I wrote a response to Jason Zweig’s column on Ben Graham and bank stocks. Now, Tom Brown of has done the same. I have to admit, Tom’s article is better than mine. Both take Zweig to task for his explanation of why Ben Graham wouldn’t be a buyer of bank stocks today. However, Tom’s post does a better job of presenting the opportunities and challenges in analyzing bank stocks today:

Zweig’s premise seems to be that no one inside or outside a financial services company can ever reasonably value the institution’s assets–particularly if the assets are secured by real estate at a time when real estate values are declining on average. The stock’s valuation? Irrelevant. Investor sentiment? Beside the point. Rather, Zweig sees the companies as no more than black boxes. By his logic, Graham-style investors (as opposed to speculators) would never own these companies. But we know as a matter of fact that that is not true.

Graham saw every investment as a black box – and that didn’t trouble him. A lot of investors spend a lot of their time worrying about the inner workings of the companies they own – Graham never did. He didn’t look inside the “system”, i.e. the company itself; instead he looked only at the outputs – the financial statements. He spent almost no time worrying about a business’s management, corporate culture, or future prospects. He didn’t worry about competitive advantages. He looked to the balance sheet first. When he moved on from there to consider earnings, his usual approach was to rely heavily on the past record in an attempt to discover what “normal” earnings might look like.

Graham was a rear view mirror guy. His margin of safety was based on making purchases at prices that would’ve worked well in the past. He liked sure things. For instance, he knew that NCAV stocks were sure things – and subsequent research continues to support that claim. I mentioned NCAV stocks in my previous post, because they are perhaps Graham’s most characteristic investment category. They combine elementary arithmetic and logic in a potentially lucrative but almost certainly safe investment operation. Also, unlike much of what he wrote about in The Intelligent Investor and Security Analysis, Graham actually made NCAV investments during his Wall Street career.

Before we can answer what Graham would do today, we need to know what he did do in his own lifetime. When writing about Graham, one needs to consider three separate categories: what Graham practiced, what Graham preached, and what Graham’s principles were.

What Graham Practiced

In the Intelligent Investor, Graham lists the five successful techniques his partnership employed from 1926 – 1956: arbitrage, liquidations, related hedges, net-current asset issues, and control investments.

Control Investments
Graham does not discuss control investments in any of his books; however, GEICO is a well-known example of a Grahamian control investment.
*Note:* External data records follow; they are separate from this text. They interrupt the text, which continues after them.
use sisto_engine::breakpoint::BreakpointSpec;
use sisto_runtime::{CodeId, Program};

/// Error turning user text into a resolved breakpoint target.
#[derive(thiserror::Error, Debug, PartialEq, Eq)]
pub enum ResolveError {
    /// The text matched no supported location form.
    #[error("cannot resolve location {0:?}")]
    Unresolvable(String),

    /// A `name()` location named an unknown function.
    #[error("unknown function {0}")]
    UnknownFunction(String),

    /// The line part did not parse as a line number.
    #[error("invalid line number {0:?}")]
    InvalidLine(String),
}

/// Resolves user location text against a program.
///
/// Supported forms: `file:line`, a bare `line` (within the program's own
/// source file) and `name()` for a function-entry breakpoint. The engine
/// only ever sees the resolved output, never the raw text.
pub fn resolve_location(
    program: &Program,
    text: &str,
) -> Result<BreakpointSpec<CodeId>, ResolveError> {
    let text = text.trim();

    if let Some(name) = text.strip_suffix("()") {
        let function = program
            .function(name)
            .ok_or_else(|| ResolveError::UnknownFunction(name.to_owned()))?;

        return Ok(BreakpointSpec::at_code(function.code_id().clone()));
    }

    if let Some((file, line)) = text.rsplit_once(':') {
        let line = line
            .parse::<u32>()
            .map_err(|_| ResolveError::InvalidLine(line.to_owned()))?;

        return Ok(BreakpointSpec::at_line(file, line));
    }

    if text.chars().all(|c| c.is_ascii_digit()) && !text.is_empty() {
        let line = text
            .parse::<u32>()
            .map_err(|_| ResolveError::InvalidLine(text.to_owned()))?;

        let file = program
            .function_names()
            .next()
            .and_then(|name| program.function(name))
            .map(|function| function.file().to_string())
            .ok_or_else(|| ResolveError::Unresolvable(text.to_owned()))?;

        return Ok(BreakpointSpec::at_line(file, line));
    }

    Err(ResolveError::Unresolvable(text.to_owned()))
}

#[cfg(test)]
mod tests {
    use super::*;
    use crate::demos::demo_program;

    #[test]
    fn resolves_the_supported_forms() {
        let Some(program) = demo_program("sum") else {
            unreachable!()
        };

        let spec = resolve_location(&program, "sum.si:12").expect("file:line");
        assert_eq!(spec.file.as_deref(), Some("sum.si"));
        assert_eq!(spec.line, Some(12));

        let spec = resolve_location(&program, "12").expect("bare line");
        assert_eq!(spec.file.as_deref(), Some("sum.si"));

        let spec = resolve_location(&program, "sum()").expect("function");
        assert!(spec.code.is_some());
    }

    #[test]
    fn rejects_what_it_cannot_resolve() {
        let Some(program) = demo_program("sum") else {
            unreachable!()
        };

        assert_eq!(
            resolve_location(&program, "missing()"),
            Err(ResolveError::UnknownFunction("missing".to_owned()))
        );
        assert_eq!(
            resolve_location(&program, "sum.si:axe"),
            Err(ResolveError::InvalidLine("axe".to_owned()))
        );
        assert_eq!(
            resolve_location(&program, "???"),
            Err(ResolveError::Unresolvable("???".to_owned()))
        );
    }
}
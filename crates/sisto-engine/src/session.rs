use std::sync::{Arc, Mutex, PoisonError};

use crate::activation::Activation;
use crate::condition::ConditionEvaluator;
use crate::engine::{StopDecisionEngine, StopReason, Verdict};
use crate::event::Event;

/// Channel for debugger diagnostics and confirmations.
///
/// Implemented by the surrounding application (terminal, remote client);
/// the engine reports condition-evaluation failures through it and command
/// processors print confirmations on it.
pub trait OutputSink {
    /// Reports an informational message.
    fn msg(&mut self, text: &str);

    /// Reports an error message.
    fn errmsg(&mut self, text: &str);
}

/// Sink routing messages to the tracing subscriber.
///
/// The default until a session installs a real channel; keeps diagnostics
/// from being lost when the engine runs headless.
#[derive(Debug, Default, Clone, Copy)]
pub struct TracingSink;

impl OutputSink for TracingSink {
    fn msg(&mut self, text: &str) {
        tracing::info!("{text}");
    }

    fn errmsg(&mut self, text: &str) {
        tracing::error!("{text}");
    }
}

/// How execution resumes after a stop.
#[derive(Clone, Debug, PartialEq, Eq)]
pub enum ResumeAction {
    /// Stop again after `count` qualifying events, whatever their depth.
    Step(u64),

    /// Stop again after `count` qualifying events at or above the current
    /// depth, stepping over calls.
    Next(u64),

    /// Run until the current activation returns to its caller.
    Finish,

    /// Run until the given line of the current file is reached.
    Until(u32),

    /// Run until the next breakpoint.
    Continue,

    /// Tear the debuggee down.
    Terminate,
}

/// What the instrumented runtime should do after reporting an event.
#[derive(Clone, Copy, Debug, PartialEq, Eq)]
pub enum HookFlow {
    /// Keep executing.
    Continue,

    /// The command processor asked for termination; the runtime unwinds by
    /// whatever force-terminate path it has, without further decisions.
    Terminate,
}

/// The interactive side of the debugger.
///
/// Receives the suspended activation and the stop reason, drives whatever
/// read-eval-print loop the application has, and answers with a
/// [`ResumeAction`]. The engine reference allows the loop to create, delete
/// and reconfigure breakpoints while the debuggee is suspended; every such
/// call serializes on the engine's own lock.
pub trait CommandProcessor<A: Activation, E: ConditionEvaluator<A>> {
    /// Runs the interactive loop for one stop.
    fn on_stop(
        &mut self,
        activation: &A,
        reason: &StopReason,
        engine: &StopDecisionEngine<A, E>,
    ) -> ResumeAction;
}

/// One debugging session: the engine plus its interactive collaborator.
///
/// The session owns the user-interaction lock. The engine decides with its
/// own lock released before the command processor blocks, so other debuggee
/// threads keep running (and keep being decided on) while one thread sits
/// at the prompt.
pub struct DebugSession<A: Activation, E: ConditionEvaluator<A>, P> {
    engine: Arc<StopDecisionEngine<A, E>>,
    processor: Mutex<P>,
}

impl<A, E, P> DebugSession<A, E, P>
where
    A: Activation,
    E: ConditionEvaluator<A>,
    P: CommandProcessor<A, E>,
{
    /// Creates a session around an engine and a command processor.
    pub fn new(engine: Arc<StopDecisionEngine<A, E>>, processor: P) -> Self {
        Self {
            engine,
            processor: Mutex::new(processor),
        }
    }

    /// The shared decision engine.
    pub fn engine(&self) -> &Arc<StopDecisionEngine<A, E>> {
        &self.engine
    }

    /// Feeds one event through the engine and, on a stop, through the
    /// command processor.
    #[must_use]
    pub fn dispatch(&self, event: &Event<A>) -> HookFlow {
        match self.engine.on_event(event) {
            Verdict::Continue => HookFlow::Continue,
            Verdict::Stop(reason) => self.suspend(event, &reason),
        }
    }

    /// Hands a suspended activation to the command processor and re-arms
    /// the engine from its answer.
    fn suspend(&self, event: &Event<A>, reason: &StopReason) -> HookFlow {
        let activation = &event.activation;

        tracing::info!(
            file = activation.file(),
            line = activation.line(),
            reason = ?reason,
            "suspended"
        );

        let action = {
            let mut processor = self
                .processor
                .lock()
                .unwrap_or_else(PoisonError::into_inner);

            processor.on_stop(activation, reason, &self.engine)
        };

        // every resume command resets the stepping state before the
        // debuggee moves again
        self.engine.clear_stepping();

        match action {
            ResumeAction::Step(count) => self.engine.arm_step(count.max(1)),
            ResumeAction::Next(count) => self.engine.arm_next(count.max(1), activation),
            ResumeAction::Finish => self.engine.arm_finish(activation),
            ResumeAction::Until(line) => {
                // an armed `next` supplies the stop once the gate opens (or
                // the activation returns first)
                self.engine.run_until(activation.file(), line);
                self.engine.arm_next(1, activation);
            }
            ResumeAction::Continue => {}
            ResumeAction::Terminate => {
                let stats = self.engine.stats();
                tracing::info!(
                    events = stats.events,
                    stops = stats.stops,
                    reentrancy_skips = stats.reentrancy_skips,
                    "session terminated"
                );

                return HookFlow::Terminate;
            }
        }

        HookFlow::Continue
    }

    /// Final session counters, typically logged on detach.
    pub fn stats(&self) -> crate::engine::EngineStats {
        self.engine.stats()
    }
}
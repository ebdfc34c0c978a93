use std::collections::VecDeque;
use std::sync::{Arc, Mutex};

use sisto_engine::Activation;
use sisto_engine::engine::{StopDecisionEngine, StopReason};
use sisto_engine::hook::{GlobalHook, MaskedHook};
use sisto_engine::session::{CommandProcessor, DebugSession, OutputSink, ResumeAction};
use sisto_runtime::{ExprEvaluator, FrameHandle, Instr, Program};

pub type Engine = StopDecisionEngine<FrameHandle, ExprEvaluator>;

/// One observed stop: function, line, reason.
pub type Stop = (String, u32, StopReason);

/// Command processor replaying canned resume actions and recording every
/// stop it is handed.
pub struct ScriptedProcessor {
    actions: VecDeque<ResumeAction>,
    stops: Arc<Mutex<Vec<Stop>>>,
}

impl ScriptedProcessor {
    pub fn new(actions: impl IntoIterator<Item = ResumeAction>) -> (Self, Arc<Mutex<Vec<Stop>>>) {
        let stops = Arc::new(Mutex::new(Vec::new()));

        (
            Self {
                actions: actions.into_iter().collect(),
                stops: stops.clone(),
            },
            stops,
        )
    }
}

impl CommandProcessor<FrameHandle, ExprEvaluator> for ScriptedProcessor {
    fn on_stop(
        &mut self,
        activation: &FrameHandle,
        reason: &StopReason,
        _engine: &Engine,
    ) -> ResumeAction {
        self.stops.lock().unwrap().push((
            activation.function_name().to_owned(),
            activation.line(),
            reason.clone(),
        ));

        self.actions.pop_front().unwrap_or(ResumeAction::Continue)
    }
}

/// Sink collecting diagnostics for inspection.
#[derive(Clone, Default)]
pub struct CollectSink(pub Arc<Mutex<Vec<String>>>);

impl OutputSink for CollectSink {
    fn msg(&mut self, text: &str) {
        self.0.lock().unwrap().push(text.to_owned());
    }

    fn errmsg(&mut self, text: &str) {
        self.0.lock().unwrap().push(text.to_owned());
    }
}

/// Builds a session with a fire-everything hook.
pub fn global_hook(
    actions: impl IntoIterator<Item = ResumeAction>,
) -> (
    GlobalHook<FrameHandle, ExprEvaluator, ScriptedProcessor>,
    Arc<Mutex<Vec<Stop>>>,
) {
    let (processor, stops) = ScriptedProcessor::new(actions);
    let engine = Arc::new(StopDecisionEngine::new(ExprEvaluator));
    let session = Arc::new(DebugSession::new(engine, processor));

    (GlobalHook::new(session), stops)
}

/// Builds a session with a mask-narrowing hook.
pub fn masked_hook(
    actions: impl IntoIterator<Item = ResumeAction>,
) -> (
    MaskedHook<FrameHandle, ExprEvaluator, ScriptedProcessor>,
    Arc<Mutex<Vec<Stop>>>,
) {
    let (processor, stops) = ScriptedProcessor::new(actions);
    let engine = Arc::new(StopDecisionEngine::new(ExprEvaluator));
    let session = Arc::new(DebugSession::new(engine, processor));

    (MaskedHook::new(session), stops)
}

/// `main` counts a local `i` from 0 to 5 and returns it.
///
/// ```text
/// 1  i = 0
/// 2  while i < 5:
/// 3      i = i + 1
/// 4  return i
/// ```
pub fn loop_program() -> Program {
    Program::builder("loop.si")
        .function("main", &[], |f| {
            f.at(1).constant(0).store("i");

            let top = f.here();
            f.at(2).load("i").constant(5).op(Instr::Lt);
            let exit = f.here();
            f.op(Instr::JumpIfFalse(usize::MAX));

            f.at(3)
                .load("i")
                .constant(1)
                .op(Instr::Add)
                .store("i")
                .op(Instr::Jump(top));

            let end = f.here();
            f.at(4).load("i").ret();

            f.resolve_jump(exit, end);
        })
        .build()
}

/// `main` routes a value through `helper` twice.
///
/// ```text
/// 1  a = 1
/// 2  a = helper(a)
/// 3  a = helper(a)
/// 4  return a
///
/// 10  t = n + 1
/// 11  return t
/// ```
pub fn call_program() -> Program {
    Program::builder("call.si")
        .function("main", &[], |f| {
            f.at(1).constant(1).store("a");
            f.at(2).load("a").call("helper", 1).store("a");
            f.at(3).load("a").call("helper", 1).store("a");
            f.at(4).load("a").ret();
        })
        .function("helper", &["n"], |f| {
            f.at(10).load("n").constant(1).op(Instr::Add).store("t");
            f.at(11).load("t").ret();
        })
        .build()
}

/// `main` stores `sum(3)` into the global `result`.
///
/// ```text
/// 1   result = sum(3)
/// 2   return 0
///
/// 10  if n < 1:
/// 11      return 0
/// 12  return n + sum(n - 1)
/// ```
pub fn recursion_program() -> Program {
    Program::builder("rec.si")
        .function("main", &[], |f| {
            f.at(1).constant(3).call("sum", 1).store_global("result");
            f.at(2).constant(0).ret();
        })
        .function("sum", &["n"], |f| {
            f.at(10).load("n").constant(1).op(Instr::Lt);
            let branch = f.here();
            f.op(Instr::JumpIfFalse(usize::MAX));

            f.at(11).constant(0).ret();

            let recurse = f.here();
            f.at(12)
                .load("n")
                .load("n")
                .constant(1)
                .op(Instr::Sub)
                .call("sum", 1)
                .op(Instr::Add)
                .ret();

            f.resolve_jump(branch, recurse);
        })
        .build()
}

/// `main` calls through `mid` into `inner`, which raises.
///
/// ```text
/// 1   mid()
/// 2   return 0
///
/// 15  inner()
/// 16  return 0
///
/// 20  raise 'boom'
/// ```
pub fn raise_program() -> Program {
    Program::builder("raise.si")
        .function("main", &[], |f| {
            f.at(1).call("mid", 0).store("unused");
            f.at(2).constant(0).ret();
        })
        .function("mid", &[], |f| {
            f.at(15).call("inner", 0).store("unused");
            f.at(16).constant(0).ret();
        })
        .function("inner", &[], |f| {
            f.at(20).raise("boom");
        })
        .build()
}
Buffett has discussed this techniques in some detail. See especially Buffett’s discussion of Berkshire’s purchase of Arcata shares. Both Buffett and Graham had stellar results in the arbitrage field, as Buffett explains in his 1988 letter to shareholders:

In my opinion, the continuous 63-year arbitrage experience of Graham-Newman Corp. Buffett Partnership, and Berkshire illustrates just how foolish EMT is. (There’s plenty of other evidence, also.) While at Graham-Newman, I made a study of its earnings from arbitrage during the entire 1926-1956 lifespan of the company. Unleveraged returns averaged 20% per year. Starting in 1956, I applied Ben Graham’s arbitrage principles, first at Buffett Partnership and then Berkshire. Though I’ve not made an exact calculation, I have done enough work to know that the 1956-1988 returns averaged well over 20%.

That’s a long history of success. From 1926-1988, unleveraged arbitrage returns from Graham’s partnerships, Buffett’s partnerships, and Berkshire averaged better than 20% a year. Since some leverage was employed, actual returns over this sixty-three year period were even better than 20% per annum. Arbitrage works.

Liquidations are the simplest type of investment there is. You simply buy the stock below the expected final payout and wait for things to wind down. Buffett has invested in liquidations several times – most are not well-known. For a recent example, see Comdisco Holdings (CDCO). For a less recent example, see the Kaiser liquidation (from the 1970s).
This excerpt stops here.